Женщины стали готовить Лену к погребению: раздели и осторожно обмыли тело теплой водой. От куска полотна оторвали длинную полосу и подвязали подбородок Лены, чтобы рот не открывался. Потом закололи повязку маленькой булавкой, а руки сложили на груди и сверху придавили простым деревянным распятием. Соседка осторожно пригладила волосы. И снова почувствовала, как слезы щиплют глаза, но на этот раз сумела взять себя в руки.
Гроб с телом Елены Алексеевны в течение двух дней стоял в комнате. Друзья и многочисленные соседи приходили прощаться с покойной, выразить соболезнование семье усопшей
Похороны Лены были назначены на пятницу; до этого дня гроб ее, открытый, усыпанный цветами и душистыми листьями, стоял все время в спальне. Олег проводил там дни и ночи – бессонный сторож.

С неизменной ловкостью действовали люди из похоронного бюро. Они прекрасно отдавали себе отчет в том, что мгновенье, когда чужие люди подхватывают гроб и на глазах у осиротевшей семьи на веки вечные уносят его, требует сугубо такта и профессиональной сноровки. Двумя – тремя проворными, неслышными и сильными движениями они переложили тяжелый груз себе на плечи, и, прежде  чем кто-нибудь успел уяснить себе весь трагизм этого мгновенья, покрытый цветами ящик уже закачался в воздухе и без промедления, хотя и без излишней торопливости, поплыл вперед.
Гроб с крышкой и венками поместили в катафалк, и он медленно тронулся с места и поехал.
И вот далеко растянувшийся траурный поезд медленно-медленно двинулся в долгий путь по улице, туда, на кладбище.
 Впереди шагал духовой оркестр. За ним ехала машина с гробом.
А за гробом следовали родственники и знакомые.
И обыватели, точно артистов, рассматривали похоронную процессию.
Все шли, опустив головы, как и полагается на похоронах.
 Олег шел, нахмурив брови и потупив глаза: то было его обычное выражение; он имел привычку на ходу обдумывать свои дела.
После все сели в автобус и поехали на кладбище. Погруженный в свои размышления, Олег не заметил, что уже приблизились к кладбищу.
Подъехали к кладбищенской ограде, выгрузили гроб с крышкой и венками и пошли к месту захоронения.
Когда  толпа  вслед за гробом прошла по кладбищу мимо крестов, памятников, и обнаженных плакучих ив к вырытой могиле, тотчас же раздались приглушенные скорбные звуки похоронного марша.

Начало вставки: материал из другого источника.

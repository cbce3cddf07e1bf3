//! Binds a source plane, a destination plane, an angular plane, and the
//! four 1-D optics relating each image plane to a shared root frame; for
//! each view produces per-axis kernel parameters and dispatches the
//! two-pass separable resample.

pub(crate) mod kernel;

use crate::environment::{AxisWindow, TapShape};
use crate::{AngularBasis, AngularPlane, Optics1D, Parameterisation, PlaneGeometry, Result, TransportError};
use kernel::{filter_s, filter_t};

/// `Transport`'s lifecycle state. Construction always yields
/// [`TransportState::Configured`] — Rust's ownership model makes the
/// C reference's `Uninitialised` state unreachable through the type
/// system, so only the explicit-teardown half of spec's state machine
/// needs representing.
#[derive(Debug, Clone, Copy, PartialEq, Eq)]
pub enum TransportState {
    Configured,
    Destroyed,
}

/// Binds borrowed plane/optics/angular-plane references and owns the
/// precomputed source-to-destination and destination-to-source composed
/// optics. Borrowed inputs must outlive the `Transport`; the borrow
/// checker enforces this statically instead of the reference
/// implementation's runtime discipline.
pub struct Transport<'a> {
    src_plane: &'a PlaneGeometry,
    dst_plane: &'a PlaneGeometry,
    angular: &'a AngularPlane,
    src_to_root_s: &'a Optics1D,
    src_to_root_t: &'a Optics1D,
    dst_to_root_s: &'a Optics1D,
    dst_to_root_t: &'a Optics1D,
    src_to_dst_s: Optics1D,
    src_to_dst_t: Optics1D,
    dst_to_src_s: Optics1D,
    dst_to_src_t: Optics1D,
    scale: f64,
    state: TransportState,
}

impl<'a> Transport<'a> {
    /// Precomputes `src_to_dst_{s,t} = (dst_to_root)^-1 . src_to_root` and
    /// its inverse `dst_to_src_{s,t}` for each axis.
    pub fn new(
        src_plane: &'a PlaneGeometry,
        dst_plane: &'a PlaneGeometry,
        angular: &'a AngularPlane,
        src_to_root_s: &'a Optics1D,
        src_to_root_t: &'a Optics1D,
        dst_to_root_s: &'a Optics1D,
        dst_to_root_t: &'a Optics1D,
    ) -> Result<Self> {
        let src_to_dst_s = dst_to_root_s.invert()?.compose(src_to_root_s);
        let src_to_dst_t = dst_to_root_t.invert()?.compose(src_to_root_t);
        let dst_to_src_s = src_to_root_s.invert()?.compose(dst_to_root_s);
        let dst_to_src_t = src_to_root_t.invert()?.compose(dst_to_root_t);
        Ok(Self {
            src_plane,
            dst_plane,
            angular,
            src_to_root_s,
            src_to_root_t,
            dst_to_root_s,
            dst_to_root_t,
            src_to_dst_s,
            src_to_dst_t,
            dst_to_src_s,
            dst_to_src_t,
            scale: 1.,
            state: TransportState::Configured,
        })
    }

    /// Sets the global amplitude multiplier applied to every computed
    /// sample. Defaults to `1.0`.
    pub fn with_scale(mut self, scale: f64) -> Self {
        self.scale = scale;
        self
    }

    pub fn state(&self) -> TransportState {
        self.state
    }

    /// Size the scratch buffer passed to [`Transport::forw_view`] /
    /// [`Transport::back_view`] must have: `dst_nt * src_ns`.
    pub fn tmp_size(&self) -> usize {
        self.dst_plane.nt * self.src_plane.ns
    }

    /// Recomputes `src_to_dst_{s,t}`/`dst_to_src_{s,t}` from the current
    /// borrowed inputs. Calling this twice with unchanged inputs yields
    /// bitwise-equal results (setup idempotence, spec §8).
    pub fn resetup(&mut self) -> Result<()> {
        self.src_to_dst_s = self.dst_to_root_s.invert()?.compose(self.src_to_root_s);
        self.src_to_dst_t = self.dst_to_root_t.invert()?.compose(self.src_to_root_t);
        self.dst_to_src_s = self.src_to_root_s.invert()?.compose(self.dst_to_root_s);
        self.dst_to_src_t = self.src_to_root_t.invert()?.compose(self.dst_to_root_t);
        Ok(())
    }

    /// Tears the transport down: no further view may be computed. No
    /// state outlives this call.
    pub fn destroy(&mut self) {
        self.state = TransportState::Destroyed;
    }

    fn check_configured(&self) -> Result<()> {
        match self.state {
            TransportState::Configured => Ok(()),
            TransportState::Destroyed => Err(TransportError::InvariantViolation(
                "transport has been destroyed".to_string(),
            )),
        }
    }

    fn check_view_index(&self, i: usize) -> Result<()> {
        if i >= self.angular.num_points() {
            return Err(TransportError::ProgrammingError(format!(
                "view index {i} out of range (0..{})",
                self.angular.num_points()
            )));
        }
        Ok(())
    }

    /// Computes forward view `i`: resamples `src` (on the source
    /// geometry) into `dst` (on the destination geometry), using `tmp`
    /// (at least [`Transport::tmp_size`] samples) as scratch.
    pub fn forw_view(&self, i: usize, src: &[f64], dst: &mut [f64], tmp: &mut [f64]) -> Result<()> {
        self.compute(
            i,
            src,
            dst,
            tmp,
            self.src_plane,
            self.dst_plane,
            self.src_to_root_s,
            self.src_to_root_t,
            &self.src_to_dst_s,
            &self.src_to_dst_t,
            self.dst_to_root_s,
            self.dst_to_root_t,
        )
    }

    /// Computes backward view `i`: the adjoint operator, resampling
    /// `dst` back onto `src`, using the `dst_to_src` optics.
    pub fn back_view(&self, i: usize, dst: &[f64], src: &mut [f64], tmp: &mut [f64]) -> Result<()> {
        self.compute(
            i,
            dst,
            src,
            tmp,
            self.dst_plane,
            self.src_plane,
            self.dst_to_root_s,
            self.dst_to_root_t,
            &self.dst_to_src_s,
            &self.dst_to_src_t,
            self.src_to_root_s,
            self.src_to_root_t,
        )
    }

    #[allow(clippy::too_many_arguments)]
    fn compute(
        &self,
        i: usize,
        input: &[f64],
        output: &mut [f64],
        tmp: &mut [f64],
        in_plane: &PlaneGeometry,
        out_plane: &PlaneGeometry,
        rp_s: &Optics1D,
        rp_t: &Optics1D,
        rprime_s: &Optics1D,
        rprime_t: &Optics1D,
        rq_s: &Optics1D,
        rq_t: &Optics1D,
    ) -> Result<()> {
        self.check_configured()?;
        self.check_view_index(i)?;
        if self.angular.basis() == AngularBasis::Uninit {
            return Err(TransportError::InvariantViolation(
                "angular plane is uninitialised".to_string(),
            ));
        }
        if input.len() != in_plane.len() {
            return Err(TransportError::ProgrammingError(format!(
                "input buffer has {} samples, expected {}",
                input.len(),
                in_plane.len()
            )));
        }
        if output.len() != out_plane.len() {
            return Err(TransportError::ProgrammingError(format!(
                "output buffer has {} samples, expected {}",
                output.len(),
                out_plane.len()
            )));
        }
        let required_tmp = out_plane.nt * in_plane.ns;
        if tmp.len() < required_tmp {
            return Err(TransportError::ProgrammingError(format!(
                "scratch buffer has {} samples, need at least {required_tmp}",
                tmp.len()
            )));
        }

        let u = self.angular.u()[i];
        let v = self.angular.v()[i];
        let weight = self.angular.w()[i];
        let param = self.angular.parameterisation();

        let (alpha_s, beta_s) = axis_alpha_beta(rp_s, rprime_s, u, param);
        let (alpha_t, beta_t) = axis_alpha_beta(rp_t, rprime_t, v, param);
        let h_s = axis_h(rq_s, self.angular.du, out_plane.ds, param);
        let h_t = axis_h(rq_t, self.angular.dv, out_plane.dt, param);

        let window_t = axis_window(alpha_t, beta_t, out_plane.dt, h_t)?;
        let window_s = axis_window(alpha_s, beta_s, out_plane.ds, h_s)?;

        let shape_t = tap_shape(self.angular, out_plane, rq_s, rq_t, false);
        let shape_s = tap_shape(self.angular, out_plane, rq_s, rq_t, true);

        filter_t(input, in_plane, out_plane, &window_t, &shape_t, &mut tmp[..required_tmp]);
        filter_s(
            &tmp[..required_tmp],
            in_plane.ns,
            in_plane.ds,
            in_plane.w_s(),
            out_plane,
            &window_s,
            &shape_s,
            output,
        );

        // `weight` is the view's own integration weight (spec §3's `w[i]`);
        // `self.scale` is the transport-wide amplitude multiplier. Both
        // apply symmetrically to `forw_view`/`back_view` for the same view
        // index, so the adjoint property (spec §4.E.5) is unaffected.
        let total_scale = self.scale * weight;
        if total_scale != 1. {
            output.iter_mut().for_each(|x| *x *= total_scale);
        }
        Ok(())
    }
}

/// §4.E.2's `(alpha, beta)` derivation for one axis.
///
/// `rp.pa` (or `rp.aa` under [`Parameterisation::Angular`]) is zero exactly
/// when the source/destination plane coincides with the root frame: its
/// position there is independent of view angle, so the correction term's
/// `0/0` limit is the uncorrected direct map (`alpha = rprime.pp`, `beta =
/// 0`) rather than an ill-posed view. Spec §8 scenario 7 exercises this
/// directly — all four optics identity has `rp.pa == 0` on every axis — and
/// requires a successful sample-for-sample round trip, not a failure.
fn axis_alpha_beta(rp: &Optics1D, rprime: &Optics1D, coord: f64, param: Parameterisation) -> (f64, f64) {
    match param {
        Parameterisation::Spatial => {
            if rp.pa == 0. {
                (rprime.pp, 0.)
            } else {
                (
                    rprime.pp - rp.pp * rprime.pa / rp.pa,
                    rprime.pa * (coord - rp.cp) / rp.pa,
                )
            }
        }
        Parameterisation::Angular => {
            if rp.aa == 0. {
                (rprime.pp, 0.)
            } else {
                (
                    rprime.pp - rp.ap * rprime.pa / rp.aa,
                    rprime.pa * (coord - rp.ca) / rp.aa,
                )
            }
        }
    }
}

/// §4.E.2's `h` derivation for one axis: the kernel amplitude, unit-
/// normalised energy per reference angular cell. In the non-degenerate
/// case this is exactly the Dirac lixel volume's per-axis factor (§4.D)
/// divided by the plane pitch — the two-pass kernel multiplies `h` back by
/// the source pitch (see `kernel::filter_t`/`filter_s`), reconstituting
/// that volume as the per-sample normalisation weight.
///
/// `rq.pa`/`rq.aa` being zero is the destination-at-root counterpart of
/// [`axis_alpha_beta`]'s degenerate case: the angular aperture at the
/// destination collapses onto a single point regardless of view angle, so
/// the raw `|d / 0|` formula's divergence is resolved to the limit that
/// keeps an aligned single-tap window at unit gain (`h = 1 / d_dst`),
/// which is what spec §8 scenario 7's all-identity round trip requires.
fn axis_h(rq: &Optics1D, d: f64, d_dst: f64, param: Parameterisation) -> f64 {
    let divisor = match param {
        Parameterisation::Spatial => rq.pa,
        Parameterisation::Angular => rq.aa,
    };
    if divisor == 0. {
        1. / d_dst
    } else {
        (d / divisor).abs()
    }
}

fn axis_window(alpha: f64, beta: f64, d_dst: f64, h: f64) -> Result<AxisWindow> {
    if alpha == 0. {
        return Err(TransportError::DegenerateOptics(
            "view is ill-posed: per-axis coordinate scale alpha is zero".to_string(),
        ));
    }
    let raw0 = d_dst / 2. - beta;
    let raw1 = -d_dst / 2. - beta;
    let (tau0, tau1) = if raw0 <= raw1 { (raw0, raw1) } else { (raw1, raw0) };
    Ok(AxisWindow {
        coord_scale: 1. / alpha,
        tau0,
        tau1,
        h,
    })
}

fn tap_shape(
    angular: &AngularPlane,
    plane: &PlaneGeometry,
    rq_s: &Optics1D,
    rq_t: &Optics1D,
    along_s: bool,
) -> TapShape {
    match angular.basis() {
        AngularBasis::Pillbox => {
            let (m, h) = if along_s {
                crate::lixel::pillbox_s_widths(plane, angular, rq_s)
            } else {
                crate::lixel::pillbox_t_widths(plane, angular, rq_t)
            };
            TapShape::Pillbox { m, h }
        }
        _ => TapShape::Dirac,
    }
}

Поставили гроб на стулья, Валентина встала возле него, она как будто обрадовалась, увидев лицо матери, и с любовью начала поправлять помявшиеся  на матери наряд. Лицо покойницы походило скорее на спящее, чем на мертвое.
Валентина очень много плакала на похоронах.
Олег поцеловала холодные  губы, прежде чем в крышку гроба заколотили первый гвоздь. 
Муж с дочерью, опустив головы, стояли у края могилы.
 Священник читал молитву, поднял глаза к небу:
– Господи! – воскликнул он. – Взгляни на нас! Посмотри на людей, что обращаются к Тебе в минуту скорби! Укрепи их! Дай им надежду!
Олега охватило чувство нежности. Он  вспомнил, что иногда Лена казалась ему совсем девочкой; ее серьезный вид часто забавлял его. Он нежно улыбнулся, но тут же с неожиданной остротой осознал, что она мертва и он больше никогда не увидит ее. Мысль об этом пронзила его. Подобно потоку воды  хлынувшей через открытые ворота шлюза, чувство утраты и безысходного отчаяния выплеснулись из него. Он услышал, что плачет, не стал сдерживать рыданий. Он почувствовал, как долго назревавший нарыв вдруг прорвался и горечь, страх и обида разлились  и захватили его всего. 
В памяти Олега снова и снова всплывали нежные воспоминания о Лене. Ему живо представились жаркие объятия в безумном любовном сплетении. Он вспомнил ее улыбку, с которой по утрам перед уходом на работу она вручала ему сверток с завтраком. Олег с болью вспомнил, как они, нежно держа друг друга за руки гуляли по парку. «Она была  хорошей девочкой», – сказал он про себя. Он думал сумбурно, слова не складывались во фразы, ему пришла  мысль, что никто, кроме Лены, не понимал и не знал его. Эта мысль снова разбередила рану, он долго и горько рыдая, не сознавая, где находится, не чувствуя ничего, кроме безвыходного отчаяния.
Когда гроб понесли к могиле при громких рыданиях, Валентина вздрогнула,   дико вскрикнув, рванулась к гробу. Олег удержал ее, боясь, чтоб она не помешала опустить гроб. Но силы девушки так были истощены, она  горько зарыдала. На холодном лице Олега явилось сострадание;  он с нежностью уговаривал дочь, которая  в отчаянии ничего не видела и, прильнув к нему на грудь, продолжала рыдать. Она  рыдала горько и долго, так что грудь заныла у отца. Наконец рыдания стали тише и тише и понемногу совсем замолкли. Валентина впала в забытье.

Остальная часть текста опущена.